– А когда насытишься, – настаивал Макс, – получишь мир и покой. Я тебе говорю, к этому все и приходит.

– Ты так думаешь? – спросил я. – Если мне нужен мир и покой, то я в последнюю очередь буду подбрасывать покойника в разгар следствия по делу серийного убийцы. Этой смерти уделено больше времени, внимания и сил, чем любому другому мертвецу, обнаруженному в занюханном городке у черта на куличках.

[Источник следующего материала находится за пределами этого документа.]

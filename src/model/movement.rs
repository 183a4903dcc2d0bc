/// Stock movements: the append-only record of every stock change.
///
/// A movement keeps the product name and the unit cost as they were when it was
/// written; later catalog edits do not touch it.
use crate::model::{Product, ProductId, ScopeId};
use chrono::{DateTime, Utc};
use rust_decimal::Decimal;
use serde::{Deserialize, Serialize};
use std::fmt::Display;

/// Type-safe identifier for stock movements.
#[derive(Debug, Clone, PartialEq, Eq, PartialOrd, Ord, Hash, Serialize, Deserialize)]
pub struct StockMovementId(pub u32);

impl From<u32> for StockMovementId {
    fn from(id: u32) -> Self {
        Self(id)
    }
}

impl Display for StockMovementId {
    fn fmt(&self, f: &mut std::fmt::Formatter<'_>) -> std::fmt::Result {
        write!(f, "movement_{}", self.0)
    }
}

#[derive(Debug, Clone, Copy, PartialEq, Eq, Hash, Serialize, Deserialize)]
#[serde(rename_all = "lowercase")]
pub enum MovementKind {
    /// Manual stock-in or production.
    Entry,
    /// Any other change, including recipe deductions.
    Adjustment,
}

impl Display for MovementKind {
    fn fmt(&self, f: &mut std::fmt::Formatter<'_>) -> std::fmt::Result {
        match self {
            MovementKind::Entry => f.write_str("entry"),
            MovementKind::Adjustment => f.write_str("adjustment"),
        }
    }
}

#[derive(Debug, Clone, PartialEq, Serialize, Deserialize)]
pub struct StockMovement {
    pub id: StockMovementId,
    pub scope: ScopeId,
    pub product_id: ProductId,
    pub product_name: String,
    /// Signed delta: positive increases stock, negative decreases it.
    pub quantity: Decimal,
    /// Cost per unit when the movement was written.
    pub unit_cost_cents: i64,
    pub recorded_at: DateTime<Utc>,
    pub kind: MovementKind,
}

/// Fields for appending a movement. The ledger stamps id and time.
#[derive(Debug, Clone, PartialEq, Serialize, Deserialize)]
pub struct NewStockMovement {
    pub scope: ScopeId,
    pub product_id: ProductId,
    pub product_name: String,
    pub quantity: Decimal,
    pub unit_cost_cents: i64,
    pub kind: MovementKind,
}

impl NewStockMovement {
    /// Movement of `quantity` for `product`, snapshotting its name and current cost.
    pub fn for_product(product: &Product, quantity: Decimal, kind: MovementKind) -> Self {
        Self {
            scope: product.scope.clone(),
            product_id: product.id.clone(),
            product_name: product.name.clone(),
            quantity,
            unit_cost_cents: product.cost_cents,
            kind,
        }
    }
}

– Ну все, – признался Макс. – Я сдаюсь. Я не получу мира и покоя. Я получу… войну и шум. Шумную войну. Я террорист.

И тут пазл сложился у меня в голове.

– А если ты и есть террорист? – проговорил я, в волнении подаваясь вперед. – Я имею в виду, не обычный террорист, но мысль примерно та же: ты прибегаешь к насилию, чтобы привлечь внимание.

– Мне что, четыре года?

– Ты делаешь это специально, – пояснил я, – ты хочешь, чтобы люди обратили на тебя внимание. Ты жестоко убиваешь человека и оставляешь труп в людном месте, таким образом отправляя миру послание.

– Почему на месте убийцы вдруг оказался я, а не ты?

– Пусть буду я. Все равно. Убийца. Он пытается что-то сказать. «Я ненавижу женщин». Или: «Я лучше вас». Или еще что-нибудь в том же духе.

– Я могу делать что захочу.

– Именно.

Макс впился зубами в сэндвич.

– И кому он это говорит?

– Я не знаю. Наверное, всем. Полиции. ФБР. К нам прислали агента, который зарабатывает на жизнь такими расследованиями. Может, убийца обращается к нему.

– А если это Клейтонский убийца?

– Нет, почерк другой.

– Я имел в виду: что, если он обращается к Клейтонскому убийце?

Я уставился на него. Клейтонский убийца умер, но Макс этого не знал. Никто не знал. Включая нового убийцу.

– Что, если один убийца говорит другому: «Эй, теперь я хозяйничаю в этом городке»?

– Мама дорогая, она идет к нам, – сказал Макс.

– Кто?

Я вскинул голову и увидел, что в нашу сторону направляется Брук. Это был уже третий взгляд за ленч – больше, чем я мог себе позволить. Я должен строго следовать правилам, даже если Брук сама толкает меня нарушать их. Это моя первая и последняя защита против мистера Монстра, ведь если я позволю себе делать все, что душе угодно, то позволит и он. Нельзя этого допустить.

– Если она спросит, о чем мы говорим, пожалуйста, скажи, что о машинах, – взмолился Макс.

Брук подошла к столику:

– Привет, Джон.

– Привет.

Мне не разрешалось говорить с ней за ленчем после обмена приветствиями на пути в столовую.

– У тебя следующий английский? – спросила она.

– Да.

Я старался отвечать как можно вежливее, глядя на стену за ней, чуть правее ее лица.

– Миссис Барлоу сказала, мы начинаем тот же раздел, что и ваш класс. Беовульф и Грендель[5].

– Да, – повторил я, надеясь, что на этом разговор закончится.

И все-таки мне ужасно не хотелось выглядеть грубым.

– Должно быть, интересно, – вымученно добавил я и заскрежетал зубами.

«Не стоило это говорить».

– Да, интересно, – согласилась Брук.

Краем глаза я видел, что она улыбается. Я перевел взгляд на стол, потом в пространство за другим ее плечом.

– Думаю, будет здорово обсудить это, – предложила она, – ну, по дороге в школу. Раз мы все равно каждый день ездим вместе.

– Конечно, – сказал я.

Не надо было поддерживать разговор, но… что еще мне оставалось?

– Пригодится, мы ведь в разных классах.

– Вот именно, – подхватила Брук. – Мы сможем делиться друг с другом тем, что звучало на уроках, и будем казаться настоящими гениями.

Я снова уставился в стол:

– Да.

«Пожалуйста, уходи».

– Отлично! Так что, увидимся в машине?

– Да.

– Тогда до встречи.

Она ушла.

«Наконец-то».

Макс посмотрел ей вслед:

– До свидания, хорошенькая попка. Мне будет тебя не хватать. – Он повернулся ко мне и тихо захлопал в ладоши. – Офигенная, кстати, мысль. Никогда бы не подумал, что ты такой дока в сердечных делах.